I recommend an x-ray just to be sure…
But if I get an X-ray that will interfere with transmission; I’d better not…
Actually, it belatedly occurred to me – well after I typed the account – that the proportion of dream to waking may have been higher than I realized. I half woke at some point, but the panic thing itself may have been mostly dream – or maybe all dream, maybe that’s what half woke me. It certainly was more like a dream than like waking thought.
It’s that dam’ toasted cheese again… Hope you had a more tranquil night…
No, it was the port mixed with brandy.
Yes thanks; peaceful as a flowery meadow. That other thing was an aberration.
I don’t think that the majority of so called believers (at least in the West) actually do “believe” in God, in the strict sense of the term. For most of these folks, belief in God really does seem to be different from believing that your house is located at its current address, or that the sun will come up tomorrow, or most other truth propositions. Even the most ardent believers do things that it seems they wouldn’t do if they really did think an all-powerful and all-knowing God was keeping tabs on them. And why the avoidance of certain kinds of scientific evidence or Biblical criticism among so many “devout” people if they really believed God exists – it seems that if they really had a firm belief these kinds of things wouldn’t trouble them.
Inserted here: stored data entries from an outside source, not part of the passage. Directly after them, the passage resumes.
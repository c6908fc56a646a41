//! # Checkpoint por Partição
//!
//! Guarda o progresso de um worker em `<saida>/progress_<id>.json`, gravado
//! de forma síncrona depois de **cada** registro.
//!
//! ## Para todos entenderem:
//!
//! Se o robô cair no registro 1.532, o próximo início lê este arquivo e
//! continua do 1.533. No pior caso, o registro que estava em andamento é
//! refeito (com os mesmos dados, o que o ERP aceita sem problema).
//!
//! A gravação é atômica: escreve um arquivo temporário, força o disco
//! (`sync_all`) e só então renomeia por cima do checkpoint. Um desligamento
//! no meio da escrita deixa o arquivo anterior intacto.
//!
//! Um arquivo corrompido **não** é ignorado: recomeçar do zero em silêncio
//! reprocessaria milhares de cadastros.

use anyhow::{Context, Result};
use chrono::{DateTime, Utc};
use serde::{Deserialize, Serialize};
use std::collections::BTreeSet;
use std::fs::{self, File};
use std::io::Write;
use std::path::{Path, PathBuf};
use tracing::debug;
use uuid::Uuid;

use crate::errors::ErrorCode;
use crate::protocol::{CompletedEntry, FailedEntry};
use crate::retry::RecordOutcome;

/// Conteúdo persistido do checkpoint.
#[derive(Debug, Clone, PartialEq, Serialize, Deserialize)]
pub struct Checkpoint {
    pub partition: String,
    /// Execução que gravou por último.
    pub run_id: Uuid,
    /// Maior índice já finalizado (sucesso ou falha definitiva).
    pub last_completed_index: Option<usize>,
    pub completed: Vec<CompletedEntry>,
    pub failed: Vec<FailedEntry>,
    pub updated_at: DateTime<Utc>,
}

impl Checkpoint {
    fn empty(partition: &str) -> Self {
        Self {
            partition: partition.to_string(),
            run_id: Uuid::new_v4(),
            last_completed_index: None,
            completed: Vec::new(),
            failed: Vec::new(),
            updated_at: Utc::now(),
        }
    }
}

/// Dono exclusivo do checkpoint de uma partição.
pub struct CheckpointStore {
    path: PathBuf,
    state: Checkpoint,
    done: BTreeSet<usize>,
}

impl CheckpointStore {
    pub fn path_for(dir: &Path, partition: &str) -> PathBuf {
        dir.join(format!("progress_{}.json", partition))
    }

    /// Carrega o checkpoint da partição; arquivo ausente significa começo limpo.
    pub fn load(dir: &Path, partition: &str) -> Result<Self> {
        let path = Self::path_for(dir, partition);
        let mut state = if path.exists() {
            let content = fs::read_to_string(&path).with_context(|| {
                format!("[{}] Failed to read checkpoint {:?}", ErrorCode::CHECKPOINT_IO, path)
            })?;
            serde_json::from_str::<Checkpoint>(&content).with_context(|| {
                format!("[{}] Corrupt checkpoint {:?}", ErrorCode::CHECKPOINT_IO, path)
            })?
        } else {
            Checkpoint::empty(partition)
        };
        state.run_id = Uuid::new_v4();

        let done = state
            .completed
            .iter()
            .map(|e| e.index)
            .chain(state.failed.iter().map(|e| e.index))
            .collect();

        debug!(partition = %partition, path = ?path, last = ?state.last_completed_index, "Checkpoint carregado");
        Ok(Self { path, state, done })
    }

    pub fn checkpoint(&self) -> &Checkpoint {
        &self.state
    }

    pub fn path(&self) -> &Path {
        &self.path
    }

    /// Primeiro índice a processar: `max(start, último concluído + 1)`.
    pub fn resume_index(&self, start: usize) -> usize {
        match self.state.last_completed_index {
            Some(last) => start.max(last + 1),
            None => start,
        }
    }

    pub fn is_done(&self, index: usize) -> bool {
        self.done.contains(&index)
    }

    /// Registra o resultado e grava antes de devolver.
    pub fn append(&mut self, outcome: &RecordOutcome) -> Result<()> {
        let now = Utc::now();
        match outcome {
            RecordOutcome::Completed { index, key, .. } => {
                self.state.completed.push(CompletedEntry {
                    index: *index,
                    key: key.clone(),
                    timestamp: now,
                });
            }
            RecordOutcome::Failed { entry, .. } => {
                self.state.failed.push(FailedEntry {
                    index: entry.index,
                    key: entry.key.clone(),
                    error: entry.error.clone(),
                    timestamp: now,
                });
            }
        }

        let index = outcome.index();
        self.done.insert(index);
        self.state.last_completed_index = Some(
            self.state
                .last_completed_index
                .map_or(index, |last| last.max(index)),
        );
        self.persist()
    }

    /// Regrava o estado atual (usado no encerramento).
    pub fn snapshot(&mut self) -> Result<()> {
        self.persist()
    }

    fn persist(&mut self) -> Result<()> {
        self.state.updated_at = Utc::now();
        if let Some(dir) = self.path.parent() {
            fs::create_dir_all(dir).with_context(|| {
                format!("[{}] Failed to create output dir {:?}", ErrorCode::CHECKPOINT_IO, dir)
            })?;
        }

        let tmp = self.path.with_extension("json.tmp");
        let bytes = serde_json::to_vec_pretty(&self.state)?;
        let mut file = File::create(&tmp).with_context(|| {
            format!("[{}] Failed to write checkpoint {:?}", ErrorCode::CHECKPOINT_IO, tmp)
        })?;
        file.write_all(&bytes)
            .and_then(|_| file.sync_all())
            .with_context(|| {
                format!("[{}] Failed to write checkpoint {:?}", ErrorCode::CHECKPOINT_IO, tmp)
            })?;
        fs::rename(&tmp, &self.path).with_context(|| {
            format!("[{}] Failed to replace checkpoint {:?}", ErrorCode::CHECKPOINT_IO, self.path)
        })?;
        Ok(())
    }
}

#[cfg(test)]
mod tests {
    use super::*;
    use crate::errors::RecordFailure;
    use crate::processor::ProcessReport;
    use crate::protocol::ErrorEntry;

    fn done(index: usize, key: &str) -> RecordOutcome {
        RecordOutcome::Completed {
            index,
            key: key.to_string(),
            attempts: 1,
            report: ProcessReport::default(),
        }
    }

    fn failed(index: usize, key: &str) -> RecordOutcome {
        RecordOutcome::Failed {
            entry: ErrorEntry {
                index,
                key: key.to_string(),
                label: "X".into(),
                code: "E1001".into(),
                error: "não encontrado".into(),
                attempts: 3,
                timestamp: Utc::now(),
            },
            failure: RecordFailure::NotFound {
                key: key.to_string(),
                pages_scanned: 1,
            },
        }
    }

    #[test]
    fn test_missing_file_starts_clean() {
        let dir = tempfile::tempdir().unwrap();
        let store = CheckpointStore::load(dir.path(), "inst1").unwrap();

        assert_eq!(store.checkpoint().last_completed_index, None);
        assert_eq!(store.resume_index(0), 0);
        assert_eq!(store.resume_index(2000), 2000);
        assert!(!store.path().exists());
    }

    #[test]
    fn test_append_persists_and_reload_resumes_after_last() {
        let dir = tempfile::tempdir().unwrap();
        let mut store = CheckpointStore::load(dir.path(), "inst1").unwrap();
        store.append(&done(0, "10")).unwrap();
        store.append(&failed(1, "11")).unwrap();
        store.append(&done(2, "12")).unwrap();

        let reloaded = CheckpointStore::load(dir.path(), "inst1").unwrap();
        let cp = reloaded.checkpoint();
        assert_eq!(cp.last_completed_index, Some(2));
        assert_eq!(cp.completed.len(), 2);
        assert_eq!(cp.failed.len(), 1);
        assert_eq!(cp.failed[0].key, "11");
        assert_eq!(reloaded.resume_index(0), 3);
        assert!(reloaded.is_done(1));
        assert!(!reloaded.is_done(3));
    }

    #[test]
    fn test_resume_never_goes_below_configured_start() {
        let dir = tempfile::tempdir().unwrap();
        let mut store = CheckpointStore::load(dir.path(), "inst2").unwrap();
        store.append(&done(5, "15")).unwrap();
        assert_eq!(store.resume_index(2000), 2000);
        assert_eq!(store.resume_index(3), 6);
    }

    #[test]
    fn test_partitions_use_separate_files() {
        let dir = tempfile::tempdir().unwrap();
        let mut a = CheckpointStore::load(dir.path(), "inst1").unwrap();
        let b = CheckpointStore::load(dir.path(), "inst2").unwrap();
        a.append(&done(0, "10")).unwrap();

        assert_ne!(a.path(), b.path());
        assert!(a.path().ends_with("progress_inst1.json"));
        assert_eq!(CheckpointStore::load(dir.path(), "inst2").unwrap().checkpoint().completed.len(), 0);
    }

    #[test]
    fn test_write_leaves_no_temp_file() {
        let dir = tempfile::tempdir().unwrap();
        let mut store = CheckpointStore::load(dir.path(), "inst1").unwrap();
        store.append(&done(0, "10")).unwrap();

        let names: Vec<String> = fs::read_dir(dir.path())
            .unwrap()
            .map(|e| e.unwrap().file_name().to_string_lossy().into_owned())
            .collect();
        assert_eq!(names, vec!["progress_inst1.json".to_string()]);
    }

    #[test]
    fn test_corrupt_file_is_an_error() {
        let dir = tempfile::tempdir().unwrap();
        fs::write(CheckpointStore::path_for(dir.path(), "inst1"), "{ nope").unwrap();

        let err = CheckpointStore::load(dir.path(), "inst1").err().unwrap();
        assert!(format!("{:#}", err).contains("E4002"));
    }

    #[test]
    fn test_unwritable_directory_is_an_error() {
        let dir = tempfile::tempdir().unwrap();
        let blocker = dir.path().join("arquivo");
        fs::write(&blocker, "x").unwrap();

        let mut store = CheckpointStore::load(&blocker, "inst1").unwrap();
        assert!(store.append(&done(0, "10")).is_err());
    }
}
I think the word “belief” as it applies to God has lost its usual meaning and has come to imply more of a statement of allegiance; a proclamation of identity. The person who says she believes in God is usually telling you more about her hopes, values, self-awareness, traditions, or habits of thought than she is expressing agreement with the statement “God exists.”
In other parts of the world, or even certain pockets of this country, there may in fact still be people who have absolute, old-fashioned belief that God exists, in the same sense they believe their children and house exist. However, I don’t think I’ve ever met anyone who has this kind of belief.
Phil
“Even the most ardent believers do things that it seems they wouldn’t do if they really did think an all-powerful and all-knowing God was keeping tabs on them.”
Very good point. That thought has occurred to me more than once. I think it’s rather compelling. If people really did completely undeniably believe it…we would live in a very different (and very strange) world. Funerals would be completely different, just for a start.
I think there’s a lot of splitting the difference. Sort of believing and sort of not.